Gain More from Florida Long Term Care Partnership Program

Floridians are encouraged to come up with a healthcare plan in advance  because if they wait until they’re 10 years away from needing care before making a choice, they could wind up paying for their healthcare expenses out-of-pocket.  Those contemplating insurance might as well study the benefits that they can get from the Florida long term care partnership program.

This type of insurance is a partnership between the state of Florida, the Medicaid program and private insurance companies that are licensed to sell partnership long term care insurance (LTCI) policies.  It was basically designed to promote the importance of securing a long term care plan to Floridians.

Florida’s partnership LTCI program only took effect in 2005 following the Florida legislature’s directive to the Agency for Healthcare Administration of establishing a set of guidelines for a partnership program-qualified LTCI policy.

For a Florida LTCI policy to qualify for the partnership program, the policyholder should be a resident of Florida, the policy should be tax-qualified, and it must have an inflation protection rider.

Based on the rules and regulations of Florida’s insurance department, individuals who purchase a policy at the age of 60 or younger should have an annual compound inflation protection of 4% or 5%.  Meanwhile, those who have purchased LTCI policies between the ages of 61 and 75 should have compound inflation protection.  If an individual was 76 at the time of purchase, an inflation protection rider of any kind is not required anymore.
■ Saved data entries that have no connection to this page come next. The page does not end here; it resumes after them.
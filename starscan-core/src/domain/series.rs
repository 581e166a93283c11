//! Observation and Series: the parsed, ordered view of one instrument's file.

use super::TradeDate;
use serde::{Deserialize, Serialize};
use std::fmt;
use std::str::FromStr;

/// Price column a detector evaluates.
#[derive(Debug, Clone, Copy, PartialEq, Eq, Hash, Serialize, Deserialize)]
#[serde(rename_all = "lowercase")]
pub enum PriceField {
    Close,
    High,
}

impl PriceField {
    pub fn as_str(&self) -> &'static str {
        match self {
            PriceField::Close => "close",
            PriceField::High => "high",
        }
    }
}

impl fmt::Display for PriceField {
    fn fmt(&self, f: &mut fmt::Formatter<'_>) -> fmt::Result {
        f.write_str(self.as_str())
    }
}

impl FromStr for PriceField {
    type Err = String;

    fn from_str(s: &str) -> Result<Self, Self::Err> {
        match s.trim().to_ascii_lowercase().as_str() {
            "close" => Ok(PriceField::Close),
            "high" => Ok(PriceField::High),
            other => Err(format!("unknown price field '{other}' (expected high or close)")),
        }
    }
}

/// One trading day for one instrument.
///
/// `price` is the series' primary field and is always present; `close` and
/// `high` are carried separately and may be absent when the column is missing
/// or unparseable on this row.
#[derive(Debug, Clone, PartialEq, Serialize, Deserialize)]
pub struct Observation {
    pub date: TradeDate,
    /// Date exactly as written in the source row (trimmed).
    pub label: String,
    pub price: f64,
    pub close: Option<f64>,
    pub high: Option<f64>,
}

impl Observation {
    pub fn field(&self, field: PriceField) -> Option<f64> {
        match field {
            PriceField::Close => self.close,
            PriceField::High => self.high,
        }
    }
}

/// Ordered observations for one instrument, strictly increasing by date.
#[derive(Debug, Clone, PartialEq, Serialize, Deserialize)]
pub struct Series {
    /// Code recorded in the file, empty when the file carries none.
    pub code: String,
    pub name: String,
    pub primary: PriceField,
    pub observations: Vec<Observation>,
}

impl Series {
    pub fn len(&self) -> usize {
        self.observations.len()
    }

    pub fn is_empty(&self) -> bool {
        self.observations.is_empty()
    }

    pub fn last(&self) -> Option<&Observation> {
        self.observations.last()
    }

    /// Values of `field` for every observation, or `None` if any day lacks it.
    pub fn values(&self, field: PriceField) -> Option<Vec<f64>> {
        if field == self.primary {
            return Some(self.observations.iter().map(|o| o.price).collect());
        }
        self.observations.iter().map(|o| o.field(field)).collect()
    }

    pub fn label(&self, index: usize) -> &str {
        self.observations
            .get(index)
            .map(|o| o.label.as_str())
            .unwrap_or("")
    }
}
//! Series parser: raw CSV records in, ordered validated `Series` out.
//!
//! Column lookup happens once per record set: each logical field is resolved
//! to a fixed column index through its alias list, and rows are then read by
//! index. A row whose date or primary price does not parse is dropped on its
//! own; it never aborts the file.

use super::fields::LogicalField;
use super::provider::DataError;
use crate::domain::{Observation, PriceField, Series, TradeDate};
use csv::StringRecord;
use std::fs::File;
use std::io;
use std::path::Path;
use thiserror::Error;

/// Header plus string rows, as read from one tabular file.
#[derive(Debug, Clone, Default)]
pub struct RecordSet {
    header: Vec<String>,
    rows: Vec<StringRecord>,
}

impl RecordSet {
    pub fn new(header: Vec<String>, rows: Vec<Vec<String>>) -> Self {
        Self {
            header,
            rows: rows.into_iter().map(StringRecord::from).collect(),
        }
    }

    /// Read a CSV stream with a header line.
    ///
    /// Rows that the CSV reader itself cannot decode are skipped.
    pub fn from_reader<R: io::Read>(reader: R) -> Result<Self, DataError> {
        let mut rdr = csv::ReaderBuilder::new()
            .has_headers(true)
            .flexible(true)
            .from_reader(reader);
        let header = rdr.headers()?.iter().map(str::to_string).collect();

        let mut rows = Vec::new();
        for record in rdr.records() {
            match record {
                Ok(row) => rows.push(row),
                Err(e) => tracing::debug!("skipping undecodable row: {e}"),
            }
        }
        Ok(Self { header, rows })
    }

    pub fn from_path(path: &Path) -> Result<Self, DataError> {
        let file = File::open(path)
            .map_err(|e| DataError::StoreError(format!("open {}: {e}", path.display())))?;
        Self::from_reader(file)
    }

    pub fn header(&self) -> &[String] {
        &self.header
    }

    pub fn rows(&self) -> &[StringRecord] {
        &self.rows
    }

    pub fn len(&self) -> usize {
        self.rows.len()
    }

    pub fn is_empty(&self) -> bool {
        self.rows.is_empty()
    }
}

/// Why a record set produced no series.
#[derive(Debug, Clone, PartialEq, Eq, Error)]
pub enum SeriesError {
    #[error("no column for required field '{0}'")]
    Unresolved(&'static str),

    #[error("no valid observations")]
    Empty,
}

/// Column indices resolved once per record set.
#[derive(Debug, Clone, Copy)]
struct ColumnMap {
    date: usize,
    price: usize,
    close: Option<usize>,
    high: Option<usize>,
    code: Option<usize>,
    name: Option<usize>,
}

impl ColumnMap {
    fn resolve(header: &[String], primary: PriceField) -> Result<Self, SeriesError> {
        let date = LogicalField::Date
            .resolve(header)
            .ok_or(SeriesError::Unresolved(LogicalField::Date.as_str()))?;
        let close = LogicalField::Close.resolve(header);
        let high = LogicalField::High.resolve(header);
        let price = match primary {
            PriceField::Close => close,
            PriceField::High => high,
        }
        .ok_or(SeriesError::Unresolved(primary.as_str()))?;

        Ok(Self {
            date,
            price,
            close,
            high,
            code: LogicalField::Code.resolve(header),
            name: LogicalField::Name.resolve(header),
        })
    }
}

fn cell(row: &StringRecord, index: Option<usize>) -> &str {
    index.and_then(|i| row.get(i)).unwrap_or("").trim()
}

/// Strict float conversion; blanks and non-finite values are rejected.
pub fn parse_price(raw: &str) -> Option<f64> {
    raw.trim().parse::<f64>().ok().filter(|v| v.is_finite())
}

/// Builds a `Series` whose primary field is `primary`.
#[derive(Debug, Clone, Copy)]
pub struct SeriesParser {
    primary: PriceField,
}

impl SeriesParser {
    pub fn new(primary: PriceField) -> Self {
        Self { primary }
    }

    pub fn primary(&self) -> PriceField {
        self.primary
    }

    pub fn parse(&self, records: &RecordSet) -> Result<Series, SeriesError> {
        let cols = ColumnMap::resolve(records.header(), self.primary)?;

        let mut code = String::new();
        let mut name = String::new();
        let mut observations = Vec::with_capacity(records.len());

        for row in records.rows() {
            let label = cell(row, Some(cols.date));
            let Some(date) = TradeDate::parse(label) else {
                continue;
            };
            let Some(price) = parse_price(cell(row, Some(cols.price))) else {
                continue;
            };

            if code.is_empty() {
                code = cell(row, cols.code).to_string();
                name = cell(row, cols.name).to_string();
            }

            observations.push(Observation {
                date,
                label: label.to_string(),
                price,
                close: cols.close.and_then(|i| parse_price(cell(row, Some(i)))),
                high: cols.high.and_then(|i| parse_price(cell(row, Some(i)))),
            });
        }

        // Stable sort, then keep the first row seen for any repeated date.
        observations.sort_by_key(|o| o.date);
        observations.dedup_by_key(|o| o.date);

        if observations.is_empty() {
            return Err(SeriesError::Empty);
        }

        Ok(Series {
            code,
            name,
            primary: self.primary,
            observations,
        })
    }
}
More Care With Florida Long Term Care Partnership Program

Nobody said the partnership LTCI policy is the best in the insurance market, but if you have a big number of assets to protect it would be wise to get this.

Through Florida’s partnership program, you can keep your assets with an amount equal to your LTCI policy’s maximum benefit should you apply for Medicaid assistance to receive continuous care, after your insurance benefits have been exhausted.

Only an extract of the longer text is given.